Notebook

Unsupervised learning¶

$$ \newcommand{\eg}{{\it e.g.}} \newcommand{\ie}{{\it i.e.}} \newcommand{\mc}{\mathcal} \newcommand{\mb}{\mathbb} \newcommand{\mf}{\mathbf} \newcommand{\minimize}{{\text{minimize}}} \newcommand{\diag}{{\text{diag}}} \newcommand{\cond}{{\text{cond}}} \newcommand{\rank}{{\text{rank }}} \newcommand{\range}{{\mathcal{R}}} \newcommand{\null}{{\mathcal{N}}} \newcommand{\tr}{{\text{trace}}} \newcommand{\dom}{{\text{dom}}} \newcommand{\dist}{{\text{dist}}} \newcommand{\R}{\mathbf{R}} \newcommand{\Z}{\mathbf{Z}} \newcommand{\SM}{\mathbf{S}} \newcommand{\ball}{\mathcal{B}} \newcommand{\bmat}[1]{\begin{bmatrix}#1\end{bmatrix}} \newcommand{\loss}{\ell} \newcommand{\eloss}{\mc{L}} \newcommand{\abs}[1]{| #1 |} \newcommand{\norm}[1]{\| #1 \|} \newcommand{\tp}{T} $$

ASE2030: Linear algebra and statistics, Inha University.

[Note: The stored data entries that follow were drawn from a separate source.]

use thiserror::Error;
use tokio_tungstenite::tungstenite;

/// Errors that can occur when using the chat client.
#[derive(Error, Debug)]
pub enum ChatError {
    /// WebSocket protocol error (handshake failed, invalid frame, etc.)
    #[error("WebSocket error: {0}")]
    WebSocket(#[from] tungstenite::Error),

    /// HTTP transport error from the REST client
    #[error("HTTP error: {0}")]
    Http(#[from] reqwest::Error),

    /// REST endpoint answered with a non-success status
    #[error("{method} {url} failed with status {status}")]
    Status {
        method: &'static str,
        url: String,
        status: u16,
    },

    /// JSON serialization/deserialization error
    #[error("Serialization error: {0}")]
    Serialization(#[from] serde_json::Error),

    /// URL parsing error (malformed endpoint URL)
    #[error("URL parse error: {0}")]
    UrlParse(#[from] url::ParseError),

    /// No usable credentials were available
    #[error("Authentication error: {0}")]
    Auth(String),

    /// Invalid client configuration
    #[error("Configuration error: {0}")]
    Config(String),

    /// Socket connect attempt did not complete in time
    #[error("Timeout error")]
    Timeout,

    /// Sending failed; the composed text is handed back so it is not lost
    #[error("Failed to send message: {reason}")]
    SendFailed { draft: String, reason: String },
}

impl ChatError {
    /// The draft carried by a failed send, if any.
    pub fn draft(&self) -> Option<&str> {
        match self {
            Self::SendFailed { draft, .. } => Some(draft),
            _ => None,
        }
    }
}

/// Convenience type alias for `Result<T, ChatError>`.
pub type Result<T> = std::result::Result<T, ChatError>;

#[cfg(test)]
mod tests {
    use super::*;

    #[test]
    fn send_failure_exposes_draft() {
        let err = ChatError::SendFailed {
            draft: "hello".to_string(),
            reason: "boom".to_string(),
        };
        assert_eq!(err.draft(), Some("hello"));
        assert_eq!(err.to_string(), "Failed to send message: boom");
        assert_eq!(ChatError::Timeout.draft(), None);
    }

    #[test]
    fn status_error_message() {
        let err = ChatError::Status {
            method: "GET",
            url: "http://localhost/chat/rooms/".to_string(),
            status: 503,
        };
        assert_eq!(
            err.to_string(),
            "GET http://localhost/chat/rooms/ failed with status 503"
        );
    }
}
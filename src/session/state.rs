use crate::api::{ChatApi, CredentialsProvider};
use crate::directory::RoomDirectory;
use crate::membership::MembershipIndex;
use crate::read_state::ReadStateTracker;
use crate::store::MessageStore;
use crate::types::{MembershipId, RoomId, UserId};
use std::collections::HashMap;
use std::sync::Arc;
use tokio::sync::RwLock;

/// Which room is on screen, stamped with a generation that changes on every
/// selection so late results can be recognized.
#[derive(Debug, Clone, Copy, PartialEq, Eq, Default)]
pub struct Selection {
    pub room: Option<RoomId>,
    pub generation: u64,
}

/// State shared by the session facade, the socket controller and the router
pub struct SessionState {
    pub api: Arc<dyn ChatApi>,
    pub credentials: Arc<dyn CredentialsProvider>,
    pub directory: Arc<RwLock<RoomDirectory>>,
    pub store: RwLock<MessageStore>,
    pub members: RwLock<MembershipIndex>,
    pub reads: ReadStateTracker,
    /// Own membership per room, bound by the socket `ready` event
    pub own_memberships: RwLock<HashMap<RoomId, MembershipId>>,
    pub drafts: RwLock<HashMap<RoomId, String>>,
    selection: RwLock<Selection>,
}

impl SessionState {
    pub fn new(
        api: Arc<dyn ChatApi>,
        credentials: Arc<dyn CredentialsProvider>,
        rollback_unread_on_failure: bool,
    ) -> Self {
        let directory = Arc::new(RwLock::new(RoomDirectory::new()));
        let reads = ReadStateTracker::new(
            Arc::clone(&api),
            Arc::clone(&directory),
            rollback_unread_on_failure,
        );

        Self {
            api,
            credentials,
            directory,
            store: RwLock::new(MessageStore::new()),
            members: RwLock::new(MembershipIndex::new()),
            reads,
            own_memberships: RwLock::new(HashMap::new()),
            drafts: RwLock::new(HashMap::new()),
            selection: RwLock::new(Selection::default()),
        }
    }

    /// Make `room` the active selection and return its stamp
    pub async fn select(&self, room: Option<RoomId>) -> Selection {
        let mut selection = self.selection.write().await;
        selection.room = room;
        selection.generation += 1;
        *selection
    }

    pub async fn selection(&self) -> Selection {
        *self.selection.read().await
    }

    pub async fn active_room(&self) -> Option<RoomId> {
        self.selection.read().await.room
    }

    /// Whether a stamp taken earlier still describes the active selection
    pub async fn is_current(&self, stamp: Selection) -> bool {
        *self.selection.read().await == stamp
    }

    pub fn user_id(&self) -> Option<UserId> {
        self.credentials.credentials().map(|c| c.user_id)
    }
}
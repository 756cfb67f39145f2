// Infrastructure module - REST transport and background task plumbing
pub mod http;
pub mod task_manager;
pub mod timer;

pub use http::{HttpChatApi, http_to_ws_endpoint};
pub use task_manager::TaskManager;
pub use timer::ReconnectTimer;
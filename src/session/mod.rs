// Module declarations
mod builder;
mod connection;
mod controller;
mod session;
mod state;

// Public API exports
pub use builder::{ChatSessionBuilder, ChatSessionOptions, ReconnectPolicy};
pub use connection::{ConnectionManager, SocketState};
pub use controller::SocketController;
pub use session::{ChatSession, HistoryLoad};
pub use state::{Selection, SessionState};
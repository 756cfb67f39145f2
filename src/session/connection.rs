use crate::types::Result;
use crate::types::constants::WS_CLOSE_NORMAL;
use futures::SinkExt;
use futures::stream::SplitSink;
use tokio::net::TcpStream;
use tokio::sync::{Mutex, watch};
use tokio_tungstenite::tungstenite::Message;
use tokio_tungstenite::tungstenite::protocol::CloseFrame;
use tokio_tungstenite::tungstenite::protocol::frame::coding::CloseCode;
use tokio_tungstenite::{MaybeTlsStream, WebSocketStream};

pub(crate) type WsStream = WebSocketStream<MaybeTlsStream<TcpStream>>;
type WsWriter = SplitSink<WsStream, Message>;

/// Lifecycle of the room socket
#[derive(Debug, Clone, Copy, PartialEq, Eq)]
pub enum SocketState {
    Closed,
    Connecting,
    Open,
}

/// Holds the write half of the live socket and publishes its state
pub struct ConnectionManager {
    writer: Mutex<Option<WsWriter>>,
    state_tx: watch::Sender<SocketState>,
}

impl ConnectionManager {
    pub fn new() -> Self {
        let (state_tx, _) = watch::channel(SocketState::Closed);
        Self {
            writer: Mutex::new(None),
            state_tx,
        }
    }

    /// Sets the WebSocket write sink (called after successful connection)
    pub async fn set_writer(&self, writer: WsWriter) {
        *self.writer.lock().await = Some(writer);
    }

    pub fn state(&self) -> SocketState {
        *self.state_tx.borrow()
    }

    pub fn watch(&self) -> watch::Receiver<SocketState> {
        self.state_tx.subscribe()
    }

    pub fn set_state(&self, new_state: SocketState) {
        self.state_tx.send_if_modified(|state| {
            if *state == new_state {
                return false;
            }
            tracing::debug!("Socket state {:?} -> {:?}", state, new_state);
            *state = new_state;
            true
        });
    }

    /// Close the socket. Closing an already-closed socket is a no-op.
    pub async fn close(&self) -> Result<()> {
        let writer = self.writer.lock().await.take();
        let result = match writer {
            Some(mut ws) => {
                let frame = CloseFrame {
                    code: CloseCode::from(WS_CLOSE_NORMAL),
                    reason: "room closed".into(),
                };
                let sent = ws.send(Message::Close(Some(frame))).await;
                let _ = ws.close().await;
                sent.map_err(Into::into)
            }
            None => Ok(()),
        };
        self.set_state(SocketState::Closed);
        result
    }

    /// Drop the writer after the server went away
    pub async fn clear_writer(&self) {
        self.writer.lock().await.take();
    }
}

impl Default for ConnectionManager {
    fn default() -> Self {
        Self::new()
    }
}

#[cfg(test)]
mod tests {
    use super::*;

    #[tokio::test]
    async fn close_without_socket_is_noop() {
        let connection = ConnectionManager::new();
        let rx = connection.watch();
        connection.close().await.unwrap();
        connection.close().await.unwrap();
        assert_eq!(connection.state(), SocketState::Closed);
        assert!(!rx.has_changed().unwrap());
    }

    #[test]
    fn state_changes_are_published_once() {
        let connection = ConnectionManager::new();
        let mut rx = connection.watch();

        connection.set_state(SocketState::Connecting);
        assert!(rx.has_changed().unwrap());
        assert_eq!(*rx.borrow_and_update(), SocketState::Connecting);

        connection.set_state(SocketState::Connecting);
        assert!(!rx.has_changed().unwrap());
        assert_eq!(connection.state(), SocketState::Connecting);
    }
}
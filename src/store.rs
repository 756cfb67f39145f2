//! Per-room ordered message logs.
//!
//! Every insertion goes through the same dedupe-by-identifier path, so history
//! pages, socket broadcasts and refetches may overlap in any order.

use crate::types::{Message, MessageId, RoomId};
use std::collections::{HashMap, HashSet};

#[derive(Debug, Default)]
struct RoomLog {
    /// Oldest first, ordered by `(created_at, id)`
    messages: Vec<Message>,
    ids: HashSet<MessageId>,
    loaded: bool,
    has_more: bool,
}

impl RoomLog {
    fn insert(&mut self, message: Message) -> bool {
        if !self.ids.insert(message.id) {
            return false;
        }

        let key = message.order_key();
        let out_of_order = self
            .messages
            .last()
            .is_some_and(|last| last.order_key() > key);
        if out_of_order {
            let at = self.messages.partition_point(|m| m.order_key() <= key);
            self.messages.insert(at, message);
        } else {
            self.messages.push(message);
        }
        true
    }

    /// Merge a newest-first page. Returns how many messages were new.
    fn merge_page(&mut self, newest_first: Vec<Message>, page_size: usize) -> usize {
        let fetched = newest_first.len();
        let mut added = 0;
        for message in newest_first.into_iter().rev() {
            if self.insert(message) {
                added += 1;
            }
        }
        self.has_more = page_size > 0 && fetched >= page_size;
        added
    }
}

#[derive(Debug, Default)]
pub struct MessageStore {
    rooms: HashMap<RoomId, RoomLog>,
}

impl MessageStore {
    pub fn new() -> Self {
        Self::default()
    }

    /// Insert a message unless its identifier is already present.
    /// Returns `true` when the message was new.
    pub fn append_incoming(&mut self, room: RoomId, message: Message) -> bool {
        self.rooms.entry(room).or_default().insert(message)
    }

    /// Seed a room from its latest history page (newest first) and mark it loaded.
    pub fn seed_history(
        &mut self,
        room: RoomId,
        newest_first: Vec<Message>,
        page_size: usize,
    ) -> usize {
        let log = self.rooms.entry(room).or_default();
        let added = log.merge_page(newest_first, page_size);
        log.loaded = true;
        added
    }

    /// Merge an older history page (newest first).
    pub fn merge_older(
        &mut self,
        room: RoomId,
        newest_first: Vec<Message>,
        page_size: usize,
    ) -> usize {
        self.rooms
            .entry(room)
            .or_default()
            .merge_page(newest_first, page_size)
    }

    pub fn is_loaded(&self, room: RoomId) -> bool {
        self.rooms.get(&room).is_some_and(|log| log.loaded)
    }

    /// Whether older history may exist beyond the loaded pages
    pub fn has_more(&self, room: RoomId) -> bool {
        self.rooms.get(&room).is_some_and(|log| log.has_more)
    }

    pub fn oldest_id(&self, room: RoomId) -> Option<MessageId> {
        self.rooms
            .get(&room)
            .and_then(|log| log.messages.first())
            .map(|message| message.id)
    }

    pub fn messages(&self, room: RoomId) -> &[Message] {
        self.rooms
            .get(&room)
            .map(|log| log.messages.as_slice())
            .unwrap_or(&[])
    }

    /// Force the next history load for the room to refetch.
    pub fn invalidate(&mut self, room: RoomId) {
        if let Some(log) = self.rooms.get_mut(&room) {
            log.loaded = false;
        }
    }
}

#[cfg(test)]
mod tests {
    use super::*;
    use chrono::{TimeZone, Utc};

    fn msg(id: MessageId, secs: i64) -> Message {
        Message {
            id,
            conversation: None,
            sender: 7,
            body: format!("m{}", id),
            created_at: Utc.timestamp_opt(1_767_225_600 + secs, 0).unwrap(),
        }
    }

    fn ids(store: &MessageStore, room: RoomId) -> Vec<MessageId> {
        store.messages(room).iter().map(|m| m.id).collect()
    }

    #[test]
    fn duplicate_append_keeps_one_copy() {
        let mut store = MessageStore::new();
        assert!(store.append_incoming(42, msg(901, 10)));
        assert!(!store.append_incoming(42, msg(901, 10)));
        assert_eq!(ids(&store, 42), vec![901]);
    }

    #[test]
    fn late_message_lands_at_its_timestamp() {
        let mut store = MessageStore::new();
        store.append_incoming(1, msg(1, 0));
        store.append_incoming(1, msg(3, 30));
        store.append_incoming(1, msg(2, 20));
        assert_eq!(ids(&store, 1), vec![1, 2, 3]);
    }

    #[test]
    fn history_is_reversed_and_merged_with_socket_copies() {
        let mut store = MessageStore::new();
        // broadcast arrived before the history fetch resolved
        store.append_incoming(1, msg(3, 30));

        let added = store.seed_history(1, vec![msg(3, 30), msg(2, 20), msg(1, 10)], 50);
        assert_eq!(added, 2);
        assert_eq!(ids(&store, 1), vec![1, 2, 3]);
        assert!(store.is_loaded(1));
        assert!(!store.has_more(1));
    }

    #[test]
    fn older_pages_prepend_and_track_more() {
        let mut store = MessageStore::new();
        store.seed_history(1, vec![msg(4, 40), msg(3, 30)], 2);
        assert!(store.has_more(1));
        assert_eq!(store.oldest_id(1), Some(3));

        store.merge_older(1, vec![msg(2, 20)], 2);
        assert_eq!(ids(&store, 1), vec![2, 3, 4]);
        assert!(!store.has_more(1));
    }

    #[test]
    fn invalidate_keeps_messages_but_clears_loaded() {
        let mut store = MessageStore::new();
        store.seed_history(1, vec![msg(1, 10)], 50);
        store.invalidate(1);
        assert!(!store.is_loaded(1));
        assert_eq!(ids(&store, 1), vec![1]);
    }

    #[test]
    fn rooms_are_independent() {
        let mut store = MessageStore::new();
        store.append_incoming(1, msg(1, 10));
        assert!(store.messages(2).is_empty());
        assert!(store.append_incoming(2, msg(1, 10)));
    }
}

Jong-Han Kim (jonghank@inha.ac.kr)

Unsupervised learning¶

supervised learning

in supervised learning we deal with pairs of records $u,v$
goal is to predict $v$ from $u$ using a prediction model
the output records $v^i$ 'supervise' the learning of the model

unsupervised learning

in unsupervised learning, we deal with only records $u$
goal is to build a data model of $u$, in order to

reveal structure in $u$

impute missing entries (fields) in $u$

detect anomalies

so in this case we have no one to supervise the learning

Data model¶

a data model tells us what the vectors in some

data set 'look like'

can be expressed quantitatively by an _implausibility

function_ or loss function $\loss:\R^d \to \R$

$\loss(x)$ is how implausible $x$ is as a data point

$\loss(x)$ small means $x$ 'looks like' our data, or is 'typical'

$\loss(x)$ large means $x$ does not look like our data

if our model is probabilistic, i.e., $x$ comes from a density

$p(x)$, we can take $\loss (x)= -\log p(x)$, the negative log density

$\loss$ is often parametrized by a vector or matrix $\theta$, and denoted $\loss_\theta(x)$

A simple constant model¶

data model: $x$ is near a fixed vector $\theta \in \R^d$
$\theta\in \R^d$ parametrizes the model
some implausibility functions:

$\loss_\theta(x)=\|x-\theta\|_2^2=\sum_{i=1}^d (x_i-\theta_i)^2$ (square loss)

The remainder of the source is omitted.